» **To do**
Each record that follows is to be reproduced verbatim.

» **Given data**

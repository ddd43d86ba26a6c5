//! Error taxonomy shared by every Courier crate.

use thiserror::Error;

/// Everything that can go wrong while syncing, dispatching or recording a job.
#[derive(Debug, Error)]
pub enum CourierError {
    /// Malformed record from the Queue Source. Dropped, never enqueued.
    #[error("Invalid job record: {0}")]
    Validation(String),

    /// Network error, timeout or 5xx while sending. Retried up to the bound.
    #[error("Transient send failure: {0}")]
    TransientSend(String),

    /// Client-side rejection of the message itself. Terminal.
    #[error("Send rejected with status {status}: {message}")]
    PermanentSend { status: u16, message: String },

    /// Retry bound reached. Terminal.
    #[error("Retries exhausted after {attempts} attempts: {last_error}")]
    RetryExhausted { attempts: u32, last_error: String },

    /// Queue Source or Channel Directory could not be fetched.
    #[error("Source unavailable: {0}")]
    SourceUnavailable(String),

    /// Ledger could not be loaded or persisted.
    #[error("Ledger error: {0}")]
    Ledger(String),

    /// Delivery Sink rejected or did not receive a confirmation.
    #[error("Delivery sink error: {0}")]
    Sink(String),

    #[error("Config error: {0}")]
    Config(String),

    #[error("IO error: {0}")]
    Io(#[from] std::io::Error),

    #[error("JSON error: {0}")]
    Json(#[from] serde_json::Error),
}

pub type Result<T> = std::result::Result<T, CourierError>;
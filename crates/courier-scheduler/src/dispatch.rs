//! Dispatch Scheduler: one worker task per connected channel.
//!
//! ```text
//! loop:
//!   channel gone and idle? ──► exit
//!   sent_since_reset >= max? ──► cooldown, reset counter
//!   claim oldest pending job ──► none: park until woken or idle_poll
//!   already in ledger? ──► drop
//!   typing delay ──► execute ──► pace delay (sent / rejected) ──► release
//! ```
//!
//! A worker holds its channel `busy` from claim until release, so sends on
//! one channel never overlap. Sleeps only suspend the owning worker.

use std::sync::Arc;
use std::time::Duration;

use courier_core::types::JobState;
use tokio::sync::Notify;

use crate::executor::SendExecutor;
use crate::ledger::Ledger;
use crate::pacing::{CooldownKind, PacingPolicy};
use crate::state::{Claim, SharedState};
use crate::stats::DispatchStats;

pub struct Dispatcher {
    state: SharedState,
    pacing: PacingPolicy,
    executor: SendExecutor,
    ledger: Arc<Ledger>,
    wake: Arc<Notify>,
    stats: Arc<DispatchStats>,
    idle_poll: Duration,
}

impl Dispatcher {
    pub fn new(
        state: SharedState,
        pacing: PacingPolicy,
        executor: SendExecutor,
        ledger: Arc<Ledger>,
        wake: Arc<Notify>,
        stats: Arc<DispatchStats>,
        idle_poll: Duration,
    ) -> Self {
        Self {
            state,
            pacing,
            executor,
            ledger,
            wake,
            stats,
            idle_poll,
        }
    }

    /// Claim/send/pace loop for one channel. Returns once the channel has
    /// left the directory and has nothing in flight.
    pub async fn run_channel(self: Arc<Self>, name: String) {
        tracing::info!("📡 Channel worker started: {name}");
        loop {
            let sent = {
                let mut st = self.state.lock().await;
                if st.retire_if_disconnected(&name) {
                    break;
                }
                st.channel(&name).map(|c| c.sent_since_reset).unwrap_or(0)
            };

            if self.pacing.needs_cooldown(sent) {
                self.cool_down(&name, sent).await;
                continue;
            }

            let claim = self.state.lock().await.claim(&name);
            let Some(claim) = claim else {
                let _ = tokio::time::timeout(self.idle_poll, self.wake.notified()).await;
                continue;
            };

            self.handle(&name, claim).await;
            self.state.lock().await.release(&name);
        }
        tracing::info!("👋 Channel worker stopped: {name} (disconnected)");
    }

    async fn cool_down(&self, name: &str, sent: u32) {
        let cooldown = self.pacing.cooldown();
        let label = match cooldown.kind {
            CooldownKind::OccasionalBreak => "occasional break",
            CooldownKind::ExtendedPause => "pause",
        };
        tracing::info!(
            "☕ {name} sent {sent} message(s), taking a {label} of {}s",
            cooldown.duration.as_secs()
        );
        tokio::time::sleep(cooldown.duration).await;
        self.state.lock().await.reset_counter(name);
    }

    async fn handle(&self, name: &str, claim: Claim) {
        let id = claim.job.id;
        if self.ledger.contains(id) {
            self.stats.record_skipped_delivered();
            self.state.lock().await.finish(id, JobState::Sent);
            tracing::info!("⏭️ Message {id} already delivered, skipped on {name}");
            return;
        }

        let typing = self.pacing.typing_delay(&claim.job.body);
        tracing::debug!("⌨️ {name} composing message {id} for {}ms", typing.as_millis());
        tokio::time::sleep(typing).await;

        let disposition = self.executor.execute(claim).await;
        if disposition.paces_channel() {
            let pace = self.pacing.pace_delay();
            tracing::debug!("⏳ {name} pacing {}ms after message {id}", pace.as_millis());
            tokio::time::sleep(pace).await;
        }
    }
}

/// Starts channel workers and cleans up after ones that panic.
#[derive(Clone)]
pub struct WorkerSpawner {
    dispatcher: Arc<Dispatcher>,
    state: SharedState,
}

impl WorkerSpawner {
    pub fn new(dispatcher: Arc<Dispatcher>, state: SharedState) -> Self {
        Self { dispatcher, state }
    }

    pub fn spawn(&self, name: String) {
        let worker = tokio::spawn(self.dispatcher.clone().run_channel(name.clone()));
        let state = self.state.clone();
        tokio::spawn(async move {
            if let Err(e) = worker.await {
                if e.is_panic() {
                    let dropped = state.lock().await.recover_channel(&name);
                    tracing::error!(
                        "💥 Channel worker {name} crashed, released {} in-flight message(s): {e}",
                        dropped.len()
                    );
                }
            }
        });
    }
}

» **Response**
repository ddd43d86ba26a6c5
//! Error taxonomy shared by every Courier crate.

use thiserror::Error;

/// Everything that can go wrong while syncing, dispatching or recording a job.
#[derive(Debug, Error)]
pub enum CourierError {
    /// Malformed record from the Queue Source. Dropped, never enqueued.
    #[error("Invalid job record: {0}")]
    Validation(String),

    /// Network error, timeout or 5xx while sending. Retried up to the bound.
    #[error("Transient send failure: {0}")]
    TransientSend(String),

    /// Client-side rejection of the message itself. Terminal.
    #[error("Send rejected with status {status}: {message}")]
    PermanentSend { status: u16, message: String },

    /// Retry bound reached. Terminal.
    #[error("Retries exhausted after {attempts} attempts: {last_error}")]
    RetryExhausted { attempts: u32, last_error: String },

    /// Queue Source or Channel Directory could not be fetched.
    #[error("Source unavailable: {0}")]
    SourceUnavailable(String),

    /// Ledger could not be loaded or persisted.
    #[error("Ledger error: {0}")]
    Ledger(String),

    /// Delivery Sink rejected or did not receive a confirmation.
    #[error("Delivery sink error: {0}")]
    Sink(String),

    #[error("Config error: {0}")]
    Config(String),

    #[error("IO error: {0}")]
    Io(#[from] std::io::Error),

    #[error("JSON error: {0}")]
    Json(#[from] serde_json::Error),
}

pub type Result<T> = std::result::Result<T, CourierError>;
filename crates/courier-scheduler/src/dispatch.rs
//! Dispatch Scheduler: one worker task per connected channel.
//!
//! ```text
//! loop:
//!   channel gone and idle? ──► exit
//!   sent_since_reset >= max? ──► cooldown, reset counter
//!   claim oldest pending job ──► none: park until woken or idle_poll
//!   already in ledger? ──► drop
//!   typing delay ──► execute ──► pace delay (sent / rejected) ──► release
//! ```
//!
//! A worker holds its channel `busy` from claim until release, so sends on
//! one channel never overlap. Sleeps only suspend the owning worker.

use std::sync::Arc;
use std::time::Duration;

use courier_core::types::JobState;
use tokio::sync::Notify;

use crate::executor::SendExecutor;
use crate::ledger::Ledger;
use crate::pacing::{CooldownKind, PacingPolicy};
use crate::state::{Claim, SharedState};
use crate::stats::DispatchStats;

pub struct Dispatcher {
    state: SharedState,
    pacing: PacingPolicy,
    executor: SendExecutor,
    ledger: Arc<Ledger>,
    wake: Arc<Notify>,
    stats: Arc<DispatchStats>,
    idle_poll: Duration,
}

impl Dispatcher {
    pub fn new(
        state: SharedState,
        pacing: PacingPolicy,
        executor: SendExecutor,
        ledger: Arc<Ledger>,
        wake: Arc<Notify>,
        stats: Arc<DispatchStats>,
        idle_poll: Duration,
    ) -> Self {
        Self {
            state,
            pacing,
            executor,
            ledger,
            wake,
            stats,
            idle_poll,
        }
    }

    /// Claim/send/pace loop for one channel. Returns once the channel has
    /// left the directory and has nothing in flight.
    pub async fn run_channel(self: Arc<Self>, name: String) {
        tracing::info!("📡 Channel worker started: {name}");
        loop {
            let sent = {
                let mut st = self.state.lock().await;
                if st.retire_if_disconnected(&name) {
                    break;
                }
                st.channel(&name).map(|c| c.sent_since_reset).unwrap_or(0)
            };

            if self.pacing.needs_cooldown(sent) {
                self.cool_down(&name, sent).await;
                continue;
            }

            let claim = self.state.lock().await.claim(&name);
            let Some(claim) = claim else {
                let _ = tokio::time::timeout(self.idle_poll, self.wake.notified()).await;
                continue;
            };

            self.handle(&name, claim).await;
            self.state.lock().await.release(&name);
        }
        tracing::info!("👋 Channel worker stopped: {name} (disconnected)");
    }

    async fn cool_down(&self, name: &str, sent: u32) {
        let cooldown = self.pacing.cooldown();
        let label = match cooldown.kind {
            CooldownKind::OccasionalBreak => "occasional break",
            CooldownKind::ExtendedPause => "pause",
        };
        tracing::info!(
            "☕ {name} sent {sent} message(s), taking a {label} of {}s",
            cooldown.duration.as_secs()
        );
        tokio::time::sleep(cooldown.duration).await;
        self.state.lock().await.reset_counter(name);
    }

    async fn handle(&self, name: &str, claim: Claim) {
        let id = claim.job.id;
        if self.ledger.contains(id) {
            self.stats.record_skipped_delivered();
            self.state.lock().await.finish(id, JobState::Sent);
            tracing::info!("⏭️ Message {id} already delivered, skipped on {name}");
            return;
        }

        let typing = self.pacing.typing_delay(&claim.job.body);
        tracing::debug!("⌨️ {name} composing message {id} for {}ms", typing.as_millis());
        tokio::time::sleep(typing).await;

        let disposition = self.executor.execute(claim).await;
        if disposition.paces_channel() {
            let pace = self.pacing.pace_delay();
            tracing::debug!("⏳ {name} pacing {}ms after message {id}", pace.as_millis());
            tokio::time::sleep(pace).await;
        }
    }
}

/// Starts channel workers and cleans up after ones that panic.
#[derive(Clone)]
pub struct WorkerSpawner {
    dispatcher: Arc<Dispatcher>,
    state: SharedState,
}

impl WorkerSpawner {
    pub fn new(dispatcher: Arc<Dispatcher>, state: SharedState) -> Self {
        Self { dispatcher, state }
    }

    pub fn spawn(&self, name: String) {
        let worker = tokio::spawn(self.dispatcher.clone().run_channel(name.clone()));
        let state = self.state.clone();
        tokio::spawn(async move {
            if let Err(e) = worker.await {
                if e.is_panic() {
                    let dropped = state.lock().await.recover_channel(&name);
                    tracing::error!(
                        "💥 Channel worker {name} crashed, released {} in-flight message(s): {e}",
                        dropped.len()
                    );
                }
            }
        });
    }
}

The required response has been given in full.